Conversations

I'm the kind of person who skips to the conversation when reading a book.

Parenting/Coaching Teens

The funny thing is I know that I was that parent.  I was over-protective and sheltering, allowing my children to take the easy road via me, but seeing it from the other side made everything clear.

Coach Gretchen taking a picture of some of our swimmers.

Coach Gretchen taking a picture of some of our swimmers.

Coach Gretchen, the head coach for our swim team, is like Mr. Rogers.  She is sweet, kind, compassionate.  She never raises her voice, always has a kind word, and knows what she is talking about.  She listens well and never responds in anger.  Like I said, she is the Mr. Rogers of swim coaches minus the blue cardigan sweater.

But she is also tough as nails.  She knows what she wants to accomplish and how to get there.  She makes the swimmers work hard without every yelling.  Oh, I can learn a lot from Coach Gretchen!

This past weekend, however, she came to me for advice.

“I’m so angry,” she said, sweetly, calmly, with a smile on her face.

I looked at her in surprise.  We were at a swim meet, on the the final day, in the final session of a multi-day multi-session event. “What’s going on?” I asked.

Gretchen is never angry.  I said something like that to her once, and she said that she gets plenty angry, but that the only people that can tell are her husband and her children.
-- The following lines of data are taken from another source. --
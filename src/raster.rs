//! Materialized rasters.
//!
//! The pipelines work on lazy, server-side image expressions. A [`Raster`] is
//! what comes back when one of those expressions is explicitly materialized:
//! a north-up grid in geographic coordinates with one or more named bands.
//!
//! No-data is represented by `NaN` in every band. Operations never divide by
//! zero or produce a number where an input was no-data; they write [`NO_DATA`].

use serde::Serialize;

use crate::error::{AnalysisError, Result};
use crate::region::RegionOfInterest;

/// No-data marker for every band.
pub const NO_DATA: f64 = f64::NAN;

/// Affine placement of a north-up grid in degrees.
#[derive(Debug, Clone, Copy, PartialEq, Serialize)]
pub struct GeoTransform {
    /// Longitude of the west edge.
    pub west: f64,
    /// Latitude of the north edge.
    pub north: f64,
    /// Pixel width in degrees of longitude.
    pub pixel_width: f64,
    /// Pixel height in degrees of latitude (positive; rows run southwards).
    pub pixel_height: f64,
}

impl GeoTransform {
    /// Grid of `rows` x `cols` pixels exactly covering `[west, south, east, north]`.
    pub fn covering(wsen: [f64; 4], rows: usize, cols: usize) -> Self {
        let [west, south, east, north] = wsen;
        Self {
            west,
            north,
            pixel_width: (east - west) / cols.max(1) as f64,
            pixel_height: (north - south) / rows.max(1) as f64,
        }
    }

    /// `(lon, lat)` of the center of pixel `(row, col)`.
    pub fn pixel_center(&self, row: usize, col: usize) -> (f64, f64) {
        (
            self.west + (col as f64 + 0.5) * self.pixel_width,
            self.north - (row as f64 + 0.5) * self.pixel_height,
        )
    }
}

/// A single named band, row-major.
#[derive(Debug, Clone, PartialEq, Serialize)]
pub struct Band {
    pub name: String,
    pub data: Vec<f64>,
}

/// A multi-band grid.
#[derive(Debug, Clone, PartialEq, Serialize)]
pub struct Raster {
    rows: usize,
    cols: usize,
    transform: GeoTransform,
    bands: Vec<Band>,
}

impl Raster {
    /// Empty raster (no bands yet) with the given shape and placement.
    pub fn new(rows: usize, cols: usize, transform: GeoTransform) -> Self {
        Self {
            rows,
            cols,
            transform,
            bands: Vec::new(),
        }
    }

    /// Add a band, replacing any band with the same name.
    pub fn with_band(mut self, name: &str, data: Vec<f64>) -> Result<Self> {
        if data.len() != self.rows * self.cols {
            return Err(AnalysisError::validation(format!(
                "band {name} has {} values, expected {}x{}",
                data.len(),
                self.rows,
                self.cols
            )));
        }
        self.bands.retain(|b| b.name != name);
        self.bands.push(Band {
            name: name.to_string(),
            data,
        });
        Ok(self)
    }

    pub fn shape(&self) -> (usize, usize) {
        (self.rows, self.cols)
    }

    pub fn transform(&self) -> &GeoTransform {
        &self.transform
    }

    pub fn bands(&self) -> &[Band] {
        &self.bands
    }

    pub fn band_names(&self) -> Vec<&str> {
        self.bands.iter().map(|b| b.name.as_str()).collect()
    }

    /// Values of the named band.
    pub fn band(&self, name: &str) -> Result<&[f64]> {
        self.bands
            .iter()
            .find(|b| b.name == name)
            .map(|b| b.data.as_slice())
            .ok_or_else(|| {
                AnalysisError::validation(format!(
                    "band {name} not present (available: {})",
                    self.band_names().join(", ")
                ))
            })
    }

    /// The first band, for single-band products.
    pub fn first_band(&self) -> Result<&[f64]> {
        self.bands
            .first()
            .map(|b| b.data.as_slice())
            .ok_or_else(|| AnalysisError::validation("raster has no bands"))
    }

    /// Number of pixels holding data in the first band.
    pub fn valid_count(&self) -> usize {
        self.bands
            .first()
            .map(|b| b.data.iter().filter(|v| !v.is_nan()).count())
            .unwrap_or(0)
    }

    /// Combine the first band of `self` and `other` pixel by pixel.
    ///
    /// No-data in either operand yields no-data without calling `f`.
    pub fn zip_first(
        &self,
        other: &Raster,
        name: &str,
        f: impl Fn(f64, f64) -> f64,
    ) -> Result<Raster> {
        self.check_same_grid(other)?;
        let data = self
            .first_band()?
            .iter()
            .zip(other.first_band()?)
            .map(|(&a, &b)| {
                if a.is_nan() || b.is_nan() {
                    NO_DATA
                } else {
                    f(a, b)
                }
            })
            .collect();
        Raster::new(self.rows, self.cols, self.transform).with_band(name, data)
    }

    /// Mask every pixel whose center falls outside `region`.
    pub fn clip(&self, region: &RegionOfInterest) -> Raster {
        let inside: Vec<bool> = (0..self.rows * self.cols)
            .map(|i| {
                let (lon, lat) = self.transform.pixel_center(i / self.cols, i % self.cols);
                region.contains(lon, lat)
            })
            .collect();

        let bands = self
            .bands
            .iter()
            .map(|b| Band {
                name: b.name.clone(),
                data: b
                    .data
                    .iter()
                    .zip(&inside)
                    .map(|(&v, &keep)| if keep { v } else { NO_DATA })
                    .collect(),
            })
            .collect();

        Raster {
            rows: self.rows,
            cols: self.cols,
            transform: self.transform,
            bands,
        }
    }

    /// Per-pixel, per-band median across `scenes`, ignoring no-data.
    ///
    /// All scenes must share the grid of the first one; bands are those of the
    /// first scene. A pixel with no valid value in any scene is no-data.
    pub fn median(scenes: &[Raster]) -> Result<Raster> {
        let first = scenes
            .first()
            .ok_or_else(|| AnalysisError::validation("median of an empty scene list"))?;
        for scene in &scenes[1..] {
            first.check_same_grid(scene)?;
        }

        let mut out = Raster::new(first.rows, first.cols, first.transform);
        for band in &first.bands {
            let inputs = scenes
                .iter()
                .map(|s| s.band(&band.name))
                .collect::<Result<Vec<_>>>()?;

            let mut samples = Vec::with_capacity(scenes.len());
            let data = (0..first.rows * first.cols)
                .map(|i| {
                    samples.clear();
                    samples.extend(inputs.iter().map(|d| d[i]).filter(|v| !v.is_nan()));
                    median_of(&mut samples)
                })
                .collect();
            out = out.with_band(&band.name, data)?;
        }
        Ok(out)
    }

    fn check_same_grid(&self, other: &Raster) -> Result<()> {
        if self.shape() != other.shape() || self.transform != other.transform {
            return Err(AnalysisError::validation(format!(
                "raster grids differ: {}x{} vs {}x{}",
                self.rows, self.cols, other.rows, other.cols
            )));
        }
        Ok(())
    }
}

fn median_of(values: &mut [f64]) -> f64 {
    if values.is_empty() {
        return NO_DATA;
    }
    values.sort_by(f64::total_cmp);
    let mid = values.len() / 2;
    if values.len() % 2 == 1 {
        values[mid]
    } else {
        (values[mid - 1] + values[mid]) / 2.0
    }
}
“Megan’s mother just came and told me that Megan doesn’t want to swim the 400 IM,” Gretchen said.

Megan is 14 and stubborn.  She can be sullen or sunny; it depends on the day.

Gretchen continued, “I just don’t know what to do.  Do I make her do the 400 IM?”

“Why didn’t Megan just come and talk to you about it herself?” I asked.

“I’m guess I’m not very approachable,” Gretchen answered.

That’s like saying a harmless little bunny is unapproachable.  Okay, well, there was that one rabbit in Monty Python, but I’m talking as a general rule.  And Gretchen is not the Killer Rabbit of Caerbannog.

“I think this is a conversation between you and Megan,” I told Gretchen, “not you and Megan’s mother.”

She nodded in agreement.

“Personally, I don’t think it really matters whether or not she swims the 400 IM,” I went on, “but I do think it’s an opportunity for you to build a better relationship with her.”

She nodded again.  A few minutes later I watched her disappear with Megan for a little sit-down discussion.

When she came back out, she stood with me again.  “Well, I made Megan cry,” she said.

“What did you say to her?” I asked.

“I asked her what her goals were for swimming.  I asked why she had signed up for the 400 IM if she didn’t want to swim it.”

“And how did she respond,” I asked.

“She said she didn’t know,” Gretchen said.

Megan is typical of a lot of kids;  they haven’t set goals and they don’t have a clear picture of why they’re doing what they’re doing.

“Is she swimming the 400 IM?” I asked.

“I told her it was entirely her decision.  I would like to see her swim it, but she has to decide,” Gretchen said.

It was my turn to nod in agreement.

But Gretchen continued, “I told her from now on I wanted her to be the one to talk with me, not her mother.  That’s when her eyes filled up with tears.”

“Growing up is hard,” I said, “and it can be so much easier to let your parents do all those things for you.”

That’s when it came flooding back to me, different times when I had had the hard conversation for my children instead of encouraging them to do it themselves.

I’ve learned not to, but it can be so hard.

And so, my heart was filled with compassion for a 14 year old girl, struggling to grow up, and for a mom, struggling to let go.

By the way, Megan swam the 400 IM and improved her time by 13 seconds.  It was a good day.